Our dirty little secret recording: a history and critique of ethical rules regarding lawyers secretly recording conversations.

AuthorJones, Doug

    What do Scott Peterson's girlfriend, Lynda Tripp, Richard Nixon, and Jeanine Pirro all have in common? All were participants in scandals which involved the secret recording of conversations. (1) The Pirro scandal is the most recent and interesting example. In September 2006, Ms. Pirro, a former District Attorney and Republican candidate for New York State Attorney General, called a press conference to deny that she illegally taped conversations between her husband and his mistress. (2) At the press conference, Ms. Pirro admitted that she discussed the idea with Bernard Kerik, a former New York City Police Commissioner. (3)

    The Pirro story received attention because of its adulterous sub-text and the public notice of legal and ethical implications of a lawyer who secretly recorded a conversation. In general, the idea of secretly recording conversations leaves a sour taste because it is seemingly underhanded, cowardly and deceitful. Further, secret recordings trample over the concept of privacy, which society holds dear. Indeed, this disdainful view of the practice has been codified and many forms of secret recording are now illegal. (4)

    For almost twenty-seven years, the American Bar Association Standing Committee on Ethics and Professional Responsibility ("the ABA Ethics Committee" or "The Committee") held that it is per se unethical for a lawyer to secretly record a conversation. (5) However, in 2001 the ABA Ethics Committee changed course. The Committee abolished the per se rule in favor of a rule that allows a lawyer to record a conversation secretly but prohibits a lawyer from secretly recording a conversation when the recording is accompanied by other unethical behavior. (6) This article theorizes that abandoning the per se ethical prohibition against the secret recording of conversations by lawyers was a mistake. A lawyer who secretly records a conversation is deceitful and dishonest, a violation of Model Rule 8.4's prohibition against such behavior. (7) Additionally, a strong argument can be made that secret recordings violate Model Rule 4.1, which forbids false statements even when there is no false denial that a conversation is being recorded. (8)

    Part II will discuss the legal and historical background of secret recording. This section will enumerate its potential pros and cons, examine pertinent provisions in the Model Rules, and examine the approaches to the issue taken by New York State Bar associations. Part III will analyze the old per se unethical rule and the rationale behind it. Part IV will discuss the new rule, which permits secret recording unless additional unethical behavior accompanies it. This section will also examine the rationale of the rule change. Finally, and most importantly, Part V will critique and argue against the new rule. This section calls for a reinstatement of the old rule or, in the alternative, the promulgation of a new rule that prohibits lawyers from secretly recording conversations while allowing for limited, specifically enumerated, and strictly construed safe harbors.

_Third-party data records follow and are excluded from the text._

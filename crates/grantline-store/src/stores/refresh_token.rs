use std::sync::Arc;

use tokio_util::sync::CancellationToken;

use super::DefaultGrantStore;
use crate::clock::Clock;
use crate::error::Result;
use crate::handle::HandleGenerator;
use crate::models::RefreshToken;
use crate::persisted::PersistedGrantStore;

/// Refresh token storage
#[derive(Debug, Clone)]
pub struct RefreshTokenStore {
    inner: DefaultGrantStore<RefreshToken>,
}

impl RefreshTokenStore {
    pub fn new(store: Arc<dyn PersistedGrantStore>, clock: Arc<dyn Clock>) -> Self {
        Self::from_grant_store(DefaultGrantStore::new(store, clock))
    }

    pub fn from_grant_store(inner: DefaultGrantStore<RefreshToken>) -> Self {
        Self { inner }
    }

    /// Use a different handle entropy
    pub fn with_handle_generator(self, handles: HandleGenerator) -> Self {
        Self::from_grant_store(self.inner.with_handle_generator(handles))
    }

    /// Store a new refresh token and return its handle
    ///
    /// # Errors
    /// Propagates storage failures.
    pub async fn store_refresh_token(
        &self,
        token: &RefreshToken,
        cancel: &CancellationToken,
    ) -> Result<String> {
        self.inner.create_item(token, cancel).await
    }

    /// Replace the token stored under `handle`
    ///
    /// # Errors
    /// Propagates storage failures.
    pub async fn update_refresh_token(
        &self,
        handle: &str,
        token: &RefreshToken,
        cancel: &CancellationToken,
    ) -> Result<()> {
        self.inner.store_item(handle, token, cancel).await
    }

    /// Load a refresh token, including consumed ones
    ///
    /// # Errors
    /// Propagates storage failures.
    pub async fn get_refresh_token(
        &self,
        handle: &str,
        cancel: &CancellationToken,
    ) -> Result<Option<RefreshToken>> {
        self.inner.get_item(handle, cancel).await
    }

    /// Mark a refresh token consumed; `true` only for the first caller
    ///
    /// # Errors
    /// Propagates storage failures.
    pub async fn consume_refresh_token(&self, handle: &str, cancel: &CancellationToken) -> Result<bool> {
        self.inner.consume_item(handle, cancel).await
    }

    /// Load and remove a refresh token in one step
    ///
    /// # Errors
    /// Propagates storage failures.
    pub async fn take_refresh_token(
        &self,
        handle: &str,
        cancel: &CancellationToken,
    ) -> Result<Option<RefreshToken>> {
        self.inner.take_item(handle, cancel).await
    }

    /// Remove a refresh token
    ///
    /// # Errors
    /// Propagates storage failures.
    pub async fn remove_refresh_token(&self, handle: &str, cancel: &CancellationToken) -> Result<()> {
        self.inner.remove_item(handle, cancel).await
    }

    /// Remove every refresh token for a subject and client, optionally
    /// narrowed to a session
    ///
    /// # Errors
    /// Propagates storage failures.
    pub async fn remove_refresh_tokens(
        &self,
        subject_id: &str,
        client_id: &str,
        session_id: Option<&str>,
        cancel: &CancellationToken,
    ) -> Result<usize> {
        self.inner
            .remove_all_items(subject_id, client_id, session_id, cancel)
            .await
    }
}
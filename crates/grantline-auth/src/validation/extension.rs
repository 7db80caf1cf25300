use std::fmt;
use std::sync::Arc;

use async_trait::async_trait;
use grantline_store::Principal;
use serde_json::{Map, Value};
use tokio_util::sync::CancellationToken;

use super::{GrantValidator, TokenRequest, ValidatedTokenRequest, ValidationError, ensure_active};
use crate::errors::{GrantFailure, OAuthErrorCode};
use crate::services::{ProfileCaller, ProfileService};

/// Outcome reported by an [`ExtensionGrantValidator`]
#[derive(Debug, Clone, PartialEq)]
pub enum ExtensionGrantResult {
    Success {
        /// `None` issues a client-only token
        subject: Option<Principal>,
        /// Extra claims for the issued tokens
        custom: Map<String, Value>,
    },
    Failure {
        code: OAuthErrorCode,
        description: Option<String>,
    },
}

impl ExtensionGrantResult {
    pub fn success(subject: Option<Principal>) -> Self {
        Self::Success {
            subject,
            custom: Map::new(),
        }
    }

    pub fn invalid_grant(description: impl Into<String>) -> Self {
        Self::Failure {
            code: OAuthErrorCode::InvalidGrant,
            description: Some(description.into()),
        }
    }
}

/// Validator for a custom `grant_type`
#[async_trait]
pub trait ExtensionGrantValidator: Send + Sync + fmt::Debug {
    fn grant_type(&self) -> &str;

    /// # Errors
    /// Return `AuthError` for infrastructure failures only.
    async fn validate(
        &self,
        request: &TokenRequest,
        cancel: &CancellationToken,
    ) -> crate::Result<ExtensionGrantResult>;
}

/// Runs an [`ExtensionGrantValidator`] as a [`GrantValidator`]
///
/// Subjects returned by the extension must still be active.
#[derive(Debug, Clone)]
pub struct ExtensionGrantAdapter {
    inner: Arc<dyn ExtensionGrantValidator>,
    profile: Arc<dyn ProfileService>,
}

impl ExtensionGrantAdapter {
    pub fn new(inner: Arc<dyn ExtensionGrantValidator>, profile: Arc<dyn ProfileService>) -> Self {
        Self { inner, profile }
    }
}

#[async_trait]
impl GrantValidator for ExtensionGrantAdapter {
    fn grant_type(&self) -> &str {
        self.inner.grant_type()
    }

    async fn validate(
        &self,
        request: &TokenRequest,
        validated: &mut ValidatedTokenRequest,
        cancel: &CancellationToken,
    ) -> Result<(), ValidationError> {
        match self.inner.validate(request, cancel).await? {
            ExtensionGrantResult::Failure { code, description } => {
                Err(GrantFailure::Extension { code, description }.into())
            }
            ExtensionGrantResult::Success { subject, custom } => {
                if let Some(subject) = &subject {
                    ensure_active(
                        self.profile.as_ref(),
                        subject,
                        &request.client,
                        ProfileCaller::ExtensionGrantValidation,
                        cancel,
                    )
                    .await?;
                }
                validated.session_id = subject.as_ref().and_then(Principal::session_id).map(str::to_string);
                validated.subject = subject;
                validated.custom = custom;
                Ok(())
            }
        }
    }
}
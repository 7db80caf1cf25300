//! # Grantline Store - Persisted Grants, Replay Cache and Sessions
//!
//! Storage layer for the Grantline token core. Everything that must outlive a
//! single request lives behind the traits in this crate:
//!
//! - [`PersistedGrantStore`] - generic keyed, filterable, expiring grant storage
//! - [`stores`] - typed grant stores (authorization codes, refresh tokens,
//!   reference tokens, device codes, backchannel authentication requests,
//!   user consent) layered over the generic store
//! - [`ReplayCache`] - purpose-partitioned "seen handle" cache
//! - [`ServerSideSessionStore`] - server-side session records
//! - [`Clock`] - injectable UTC time source
//!
//! ## Single-use semantics
//!
//! Authorization codes, device codes and one-time refresh tokens rely on the
//! backend offering an atomic check-and-consume ([`PersistedGrantStore::take`])
//! and the replay cache offering insert-if-absent
//! ([`ReplayCache::add_if_absent`]). The default trait implementations are
//! read-then-write and admit a double-redemption race; backends plugged in for
//! production must override them. The in-memory backends shipped here are
//! atomic per key.
//!
//! ## Cancellation
//!
//! Every storage operation receives a [`CancellationToken`]. Backends must stop
//! work and return [`StoreError::Cancelled`] once the token is cancelled.

pub mod clock;
pub mod error;
pub mod grant;
pub mod handle;
pub mod memory;
pub mod models;
pub mod persisted;
pub mod replay;
pub mod serializer;
pub mod session;
pub mod stores;

pub use clock::{Clock, ManualClock, SystemClock};
pub use error::{Result, StoreError, ensure_active};
pub use grant::{GrantType, PersistedGrant, PersistedGrantFilter};
pub use handle::{HandleGenerator, derive_key};
pub use memory::InMemoryPersistedGrantStore;
pub use models::*;
pub use persisted::PersistedGrantStore;
pub use replay::{InMemoryReplayCache, ReplayCache, replay_key};
pub use serializer::PersistentGrantSerializer;
pub use session::{
    InMemoryServerSideSessionStore, ServerSideSession, ServerSideSessionStore, SessionFilter,
};
pub use stores::{
    AuthorizationCodeStore, BackchannelAuthenticationRequestStore, DefaultGrantStore,
    DeviceCodeStore, GrantPayload, ReferenceTokenStore, RefreshTokenStore, UserConsentStore,
};

pub use tokio_util::sync::CancellationToken;

/// Default number of random bytes in a generated grant handle
pub const DEFAULT_HANDLE_ENTROPY_BYTES: usize = 32;
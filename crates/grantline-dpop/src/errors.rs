//! DPoP validation error types
//!
//! Every variant except [`DpopError::Storage`] and [`DpopError::Crypto`] is a
//! rule violation reported inside a validation result. The detailed message is
//! for logs; clients only ever see `invalid_dpop_proof`.

use grantline_store::StoreError;
use thiserror::Error;

/// Outward OAuth error code for every DPoP failure
pub const INVALID_DPOP_PROOF: &str = "invalid_dpop_proof";

/// DPoP validation failures
#[derive(Debug, Error, Clone, PartialEq, Eq)]
pub enum DpopError {
    /// No proof was supplied
    #[error("Missing DPoP proof value")]
    MissingProof,

    /// The proof is not a well-formed compact JWT
    #[error("Malformed DPoP token: {reason}")]
    Malformed {
        /// What could not be parsed
        reason: String,
    },

    /// Disallowed `typ`, algorithm or key material
    #[error("{reason}")]
    PolicyViolation {
        /// Which policy rejected the proof
        reason: String,
    },

    /// The embedded key did not verify the signature
    #[error("Invalid signature on DPoP token.")]
    InvalidSignature,

    /// A required claim is missing or does not match the request
    #[error("{reason}")]
    FieldMismatch {
        /// Which claim failed
        reason: String,
    },

    /// `iat` outside the accepted window
    #[error("{reason}")]
    Expired {
        /// Freshness failure description
        reason: String,
    },

    /// The `jti` was already seen
    #[error("Detected DPoP proof token replay.")]
    Replayed,

    /// Nonce freshness failed; a new server nonce accompanies this error
    #[error("{reason}")]
    NonceMissingOrInvalid {
        /// Nonce failure description
        reason: String,
    },

    /// The replay cache backend failed
    #[error("DPoP replay cache failure: {0}")]
    Storage(#[from] StoreError),

    /// Server-side cryptographic primitive failed (nonce sealing)
    #[error("DPoP cryptographic failure: {reason}")]
    Crypto {
        /// Failure description
        reason: String,
    },
}

impl DpopError {
    pub(crate) fn malformed(reason: impl Into<String>) -> Self {
        Self::Malformed { reason: reason.into() }
    }

    pub(crate) fn policy(reason: impl Into<String>) -> Self {
        Self::PolicyViolation { reason: reason.into() }
    }

    pub(crate) fn field(reason: impl Into<String>) -> Self {
        Self::FieldMismatch { reason: reason.into() }
    }

    /// Whether this is a server-side failure rather than a bad proof
    pub fn is_infrastructure(&self) -> bool {
        matches!(self, Self::Storage(_) | Self::Crypto { .. })
    }

    /// Whether the caller must send a fresh `DPoP-Nonce`
    pub fn requires_nonce(&self) -> bool {
        matches!(self, Self::NonceMissingOrInvalid { .. })
    }

    /// Outward OAuth error code
    pub fn error_code(&self) -> &'static str {
        INVALID_DPOP_PROOF
    }

    /// Get error category for metrics and logging
    pub fn category(&self) -> &'static str {
        match self {
            Self::MissingProof | Self::Malformed { .. } => "malformed_input",
            Self::PolicyViolation { .. } | Self::InvalidSignature => "policy_violation",
            Self::FieldMismatch { .. } => "field_mismatch",
            Self::Expired { .. } => "expired",
            Self::Replayed => "replayed",
            Self::NonceMissingOrInvalid { .. } => "nonce",
            Self::Storage(_) | Self::Crypto { .. } => "infrastructure",
        }
    }
}
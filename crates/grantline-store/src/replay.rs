//! Purpose-partitioned replay cache
//!
//! A replay cache remembers handles (DPoP `jti` values, device-flow poll
//! markers) until an absolute expiration. Purpose strings partition the
//! keyspace so unrelated consumers sharing one backend never collide, and
//! handles are hashed before they reach the backend.

use std::fmt;

use async_trait::async_trait;
use base64::{Engine as _, engine::general_purpose::URL_SAFE_NO_PAD};
use chrono::{DateTime, Utc};
use dashmap::DashMap;
use dashmap::mapref::entry::Entry;
use sha2::{Digest, Sha256};
use std::sync::Arc;
use tokio_util::sync::CancellationToken;
use tracing::trace;

use crate::clock::{Clock, SystemClock};
use crate::error::{Result, ensure_active};

/// Build the backend key for a purpose and handle
///
/// The handle is hashed so raw proof identifiers never sit in the cache.
pub fn replay_key(purpose: &str, handle: &str) -> String {
    let digest = Sha256::digest(handle.as_bytes());
    format!("{}:{}", purpose, URL_SAFE_NO_PAD.encode(digest))
}

/// "Seen handle" cache with absolute expiration
#[async_trait]
pub trait ReplayCache: Send + Sync + fmt::Debug {
    /// Remember `handle` under `purpose` until `expiration`
    async fn add(
        &self,
        purpose: &str,
        handle: &str,
        expiration: DateTime<Utc>,
        cancel: &CancellationToken,
    ) -> Result<()>;

    /// Whether `handle` is currently remembered under `purpose`
    async fn exists(&self, purpose: &str, handle: &str, cancel: &CancellationToken)
    -> Result<bool>;

    /// Insert `handle` unless already present; returns `true` when inserted
    ///
    /// The default implementation is exists-then-add and two concurrent
    /// callers can both observe `true`. Backends with an atomic
    /// insert-if-absent primitive should override it.
    async fn add_if_absent(
        &self,
        purpose: &str,
        handle: &str,
        expiration: DateTime<Utc>,
        cancel: &CancellationToken,
    ) -> Result<bool> {
        if self.exists(purpose, handle, cancel).await? {
            return Ok(false);
        }
        self.add(purpose, handle, expiration, cancel).await?;
        Ok(true)
    }

    /// Drop entries expired at `now`; returns how many were removed
    ///
    /// Backends whose keys expire natively keep the default no-op.
    async fn remove_expired(&self, _now: DateTime<Utc>, _cancel: &CancellationToken) -> Result<usize> {
        Ok(0)
    }
}

/// In-process replay cache backed by [`DashMap`]
///
/// Expired entries are treated as absent. They are pruned when their key is
/// looked up again or by [`ReplayCache::remove_expired`]; since most handles
/// are never seen twice, a periodic sweep is what bounds the cache.
#[derive(Debug, Clone)]
pub struct InMemoryReplayCache {
    entries: Arc<DashMap<String, DateTime<Utc>>>,
    clock: Arc<dyn Clock>,
}

impl InMemoryReplayCache {
    /// Create a cache using the system clock
    pub fn new() -> Self {
        Self::with_clock(Arc::new(SystemClock))
    }

    /// Create a cache using the given clock for expiry decisions
    pub fn with_clock(clock: Arc<dyn Clock>) -> Self {
        Self {
            entries: Arc::new(DashMap::new()),
            clock,
        }
    }

    /// Number of stored entries, including not-yet-pruned expired ones
    pub fn len(&self) -> usize {
        self.entries.len()
    }

    /// Whether the cache holds no entries
    pub fn is_empty(&self) -> bool {
        self.entries.is_empty()
    }
}

impl Default for InMemoryReplayCache {
    fn default() -> Self {
        Self::new()
    }
}

#[async_trait]
impl ReplayCache for InMemoryReplayCache {
    async fn add(
        &self,
        purpose: &str,
        handle: &str,
        expiration: DateTime<Utc>,
        cancel: &CancellationToken,
    ) -> Result<()> {
        ensure_active(cancel)?;
        self.entries.insert(replay_key(purpose, handle), expiration);
        trace!(purpose, %expiration, "Replay handle recorded");
        Ok(())
    }

    async fn exists(
        &self,
        purpose: &str,
        handle: &str,
        cancel: &CancellationToken,
    ) -> Result<bool> {
        ensure_active(cancel)?;
        let key = replay_key(purpose, handle);
        let now = self.clock.now();
        let live = match self.entries.get(&key) {
            Some(expiration) => *expiration > now,
            None => return Ok(false),
        };
        if !live {
            self.entries.remove_if(&key, |_, expiration| *expiration <= now);
        }
        Ok(live)
    }

    async fn add_if_absent(
        &self,
        purpose: &str,
        handle: &str,
        expiration: DateTime<Utc>,
        cancel: &CancellationToken,
    ) -> Result<bool> {
        ensure_active(cancel)?;
        let now = self.clock.now();
        match self.entries.entry(replay_key(purpose, handle)) {
            Entry::Occupied(mut occupied) => {
                if *occupied.get() > now {
                    return Ok(false);
                }
                occupied.insert(expiration);
                Ok(true)
            }
            Entry::Vacant(vacant) => {
                vacant.insert(expiration);
                Ok(true)
            }
        }
    }

    async fn remove_expired(&self, now: DateTime<Utc>, cancel: &CancellationToken) -> Result<usize> {
        ensure_active(cancel)?;
        let expired: Vec<String> = self
            .entries
            .iter()
            .filter(|entry| *entry.value() <= now)
            .map(|entry| entry.key().clone())
            .collect();
        let removed = expired
            .iter()
            .filter(|key| self.entries.remove_if(*key, |_, expiration| *expiration <= now).is_some())
            .count();
        trace!(removed, "Expired replay handles removed");
        Ok(removed)
    }
}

    Secretly taping conversations is not uncommon. Scott Peterson's girlfriend, Amber Frey, secretly taped him. (9) Linda Tripp secretly recorded her conversations with Monica Lewinsky. (10) Richard Nixon apparently taped his conversations with everyone in the Oval Office. (11) Given the prevalence of the practice of secret recording, it is not difficult to glean the motivations behind it. However, the issue of secret recording by lawyers is complex, and many benefits that derive from it come at a high cost.

    From a systemic legal perspective, secret recording can be a useful tool. (12) Recording a witness may prevent the loss of evidence due to memory failure or the conscious or unconscious distortion of information. (13) Further, the recording may expose later testimony as unreliable or perjured, or it may discourage a party from giving such testimony in the first place. (14) Law enforcement attorneys may find secret recordings useful when pursuing a criminal investigation. To these ends, secret taping could improve the legal system. It could result in the accurate preservation of more information, which is helpful when resolving factual issues, and it could increase the reliability of witness testimony. (15) The flip side of this argument is that secret taping by lawyers is deceptive and reflects unfavorably on the profession. (16)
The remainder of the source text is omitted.